Butcher is incredibly simple in concept. You’re a dude from a spaceship. You are being sent to another planet which may or may not be some kind of penal colony. You’re to destroy everything that’s alive, and do it fast, because they all have weapons too. If you played a FPS from the 90s, you know what’s available here. You got your assault rifle, your shotgun, railgun and, of course, a chainsaw. The game may be 2D sidescrolling, but you know exactly what you need to do: shoot and stay alive.

Butcher is basically a love letter to the hyper machismo gaming of the Windows 95 generation, and I’m not saying that in a bad way. Everything about it has a combination of Quake, Doom and Duke Nukem just floating right on the surface. The easiest recognized difficulty is hard, but they did add a “casual” mode which outright mocks you for choosing it. The flow of the game is to basically try and inject testosterone into you through the screen, and is full of insults if you pause and coarse language when it gets a chance. If the gameplay wasn’t solid, this all would just be further insult to injury, but, since the game itself is pretty good, the overbearing “SO MANLY” tone is bearable and, yea, I enjoyed it. I know plenty of people on the internet will probably hate it for the message alone, but, as we learned from Hatred, it takes more than blood and pissing people off to sell a game.

Butcher fails to mention, in their description, one of the games that most closely hits home for me: Abuse. Butcher feels very strongly reminiscent of the brutal difficulty and surprising carnage of this DOS shooter from the mid 90s. The differences, however, are immediately apparent. Butcher, as a 2D, pixel art game, is most focused on atmosphere and tone throughout, and I think it delivers very well. You can run, jump and shoot, and that’s really about it. Left stick to move, right stick to aim, and the inconvenient X button is a weapons toggle. I understand that they probably kept this off the shoulder buttons to avoid accidentally swapping in the middle of a firefight, but I had to change my grip to get my grenade launcher ready, which I argue is far worse. The enemies, and there are a lot, aren’t just warm bodies that explode with enough shots. Even the simplest grunts know you need to be dealt with, and they can fire and track you with surprising accuracy. There are what I call “freak” grunts, who run with crazy speed and feel like zombies from 28 Days Later. Then, once you encounter enemies with both flame throwers and jetpacks, the game starts to feel a tad unfair.

And it is unfair. Butcher makes no disguise of it’s favoritism to straight up killing you, and it does so with relish and frequent blood fountains. Or you catching fire. Or you exploding. Don’t think this is all one sided, all of these deaths occur to your foes as well, and it is GOREY. I don’t even mean bloody, I mean red, pixel chunks of your enemies are often strewn about after you get raided. There’s some kind of teleportation system set up here, so you’ll get a moment of electrical buzz to let you know where an enemy is about to spawn, and that’s where you can paint the walls red in record time.

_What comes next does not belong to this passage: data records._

//! Task model consumed by the prioritization engine.
//!
//! Tasks are owned by the caller's store; the engine only writes `reason`.

use serde::{Deserialize, Deserializer, Serialize};

/// Priority assumed when a record carries none.
pub const DEFAULT_PRIORITY: i64 = 3;

fn default_priority() -> i64 {
    DEFAULT_PRIORITY
}

/// `null` reads the same as a missing field.
fn priority_or_default<'de, D>(deserializer: D) -> Result<i64, D::Error>
where
    D: Deserializer<'de>,
{
    Ok(Option::<i64>::deserialize(deserializer)?.unwrap_or(DEFAULT_PRIORITY))
}

#[derive(Debug, Clone, PartialEq, Eq, Serialize, Deserialize)]
pub struct Task {
    pub task_id: i64,
    pub description: String,

    /// Smaller is more urgent.
    #[serde(default = "default_priority", deserialize_with = "priority_or_default")]
    pub priority: i64,

    /// ISO `YYYY-MM-DD`. Empty strings are treated like `None`.
    #[serde(default)]
    pub deadline: Option<String>,

    /// Creation timestamp, compared as a string.
    #[serde(default)]
    pub created_at: String,

    /// Why the task sits where it does in the last ordering.
    #[serde(default, skip_serializing_if = "Option::is_none")]
    pub reason: Option<String>,
}

impl Task {
    pub fn new(task_id: i64, description: impl Into<String>) -> Self {
        Self {
            task_id,
            description: description.into(),
            priority: DEFAULT_PRIORITY,
            deadline: None,
            created_at: String::new(),
            reason: None,
        }
    }

    pub fn with_priority(mut self, priority: i64) -> Self {
        self.priority = priority;
        self
    }

    pub fn with_deadline(mut self, deadline: impl Into<String>) -> Self {
        self.deadline = Some(deadline.into());
        self
    }

    pub fn with_created_at(mut self, created_at: impl Into<String>) -> Self {
        self.created_at = created_at.into();
        self
    }

    /// Deadline with blank values filtered out.
    pub fn deadline_str(&self) -> Option<&str> {
        self.deadline
            .as_deref()
            .map(str::trim)
            .filter(|d| !d.is_empty())
    }
}
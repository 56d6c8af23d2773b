//! File-backed preference memory (`memory.json`).
//!
//! Holds the ordering rules the user toggled and a running count of completed
//! tasks. Every write stamps `last_updated`.

use anyhow::{Context, Result};
use chrono::Utc;
use serde::{Deserialize, Serialize};
use std::fs;
use std::path::{Path, PathBuf};
use triage_core::{PreferenceSource, Preferences};

#[derive(Debug, Clone, Copy, PartialEq, Eq)]
pub enum Rule {
    PreferDeadline,
    PreferHighPriority,
}

#[derive(Debug, Clone, Serialize, Deserialize)]
pub struct Memory {
    #[serde(default)]
    pub completions_count: u64,
    #[serde(default)]
    pub user_rules: Preferences,
    #[serde(default)]
    pub last_updated: Option<String>,

    #[serde(skip)]
    path: PathBuf,
}

impl Memory {
    /// Load `path`, creating it with default rules when missing.
    pub fn open(path: &Path) -> Result<Self> {
        if path.exists() {
            let s = fs::read_to_string(path).with_context(|| format!("read {}", path.display()))?;
            let mut m: Memory =
                serde_json::from_str(&s).with_context(|| format!("parse {}", path.display()))?;
            m.path = path.to_path_buf();
            return Ok(m);
        }

        let mut m = Memory {
            completions_count: 0,
            user_rules: Preferences::default(),
            last_updated: None,
            path: path.to_path_buf(),
        };
        m.save()?;
        Ok(m)
    }

    fn save(&mut self) -> Result<()> {
        self.last_updated = Some(Utc::now().to_rfc3339());
        let s = serde_json::to_string_pretty(self)?;
        fs::write(&self.path, s).with_context(|| format!("write {}", self.path.display()))?;
        Ok(())
    }

    /// Count one completed task; returns the new total.
    pub fn record_completion(&mut self) -> Result<u64> {
        self.completions_count += 1;
        self.save()?;
        Ok(self.completions_count)
    }

    pub fn set_rule(&mut self, rule: Rule, value: bool) -> Result<()> {
        match rule {
            Rule::PreferDeadline => self.user_rules.prefer_deadline = value,
            Rule::PreferHighPriority => self.user_rules.prefer_high_priority = value,
        }
        self.save()
    }

    pub fn rules(&self) -> Preferences {
        self.user_rules
    }
}

impl PreferenceSource for Memory {
    fn preferences(&self) -> Preferences {
        self.rules()
    }
}
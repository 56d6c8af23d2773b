//! Ways a remote ranking attempt can fail.
//!
//! Every variant is recoverable: the orchestrator answers each one by
//! falling back to the deterministic ranker.

use thiserror::Error;

#[derive(Error, Debug, Clone, PartialEq, Eq)]
pub enum AdvisorError {
    /// No provider key configured; the remote call is skipped.
    #[error("no provider credentials configured")]
    NoCredentials,

    #[error("provider rejected credentials: {0}")]
    AuthenticationFailure(String),

    #[error("provider quota exceeded: {0}")]
    QuotaExceeded(String),

    /// Network failure, timeout, 5xx, or an unreadable response envelope.
    #[error("provider error: {0}")]
    TransientProviderError(String),

    /// The generated text held no usable ranking.
    #[error("malformed ranking response: {0}")]
    MalformedResponse(String),
}

impl AdvisorError {
    /// Outcome tag recorded in logs for a failed attempt.
    pub fn outcome_tag(&self) -> &'static str {
        match self {
            AdvisorError::NoCredentials => "no_key",
            AdvisorError::AuthenticationFailure(_) => "unauthorized",
            AdvisorError::QuotaExceeded(_) => "quota_exceeded",
            AdvisorError::TransientProviderError(_) => "generic_error",
            AdvisorError::MalformedResponse(_) => "malformed",
        }
    }
}

pub type Result<T> = std::result::Result<T, AdvisorError>;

I almost want to warn against people with weak stomachs, but, I think if you’re old enough to know the difference between right and wrong, you can also see the difference between actual viscera and whatever you’d call the stuff in Butcher. Basically I wouldn’t let my kids play it because they don’t have adult teeth yet, but I’d let them enjoy Butcher before they could legally drive a car.

One of the reasons that Butcher succeeds is that the game does reward skill. You can very easily get into an awesome groove of running, jumping and shooting with a lot of rhythm, and goddamn is it enjoyable. You feel like an action movie star when you’re hurtling through space, blast two guys behind you, and then land at a door just as it opens and you can chainsaw the guard who’s day you’ve just totally ruined. There are also secret skulls to collect and caches of weapons to find, so keeping your nose to the grindstone and exploring every corner is worthwhile. If you’re on casual mode, no hidden skulls, so git gud fast so you can fully enjoy the game.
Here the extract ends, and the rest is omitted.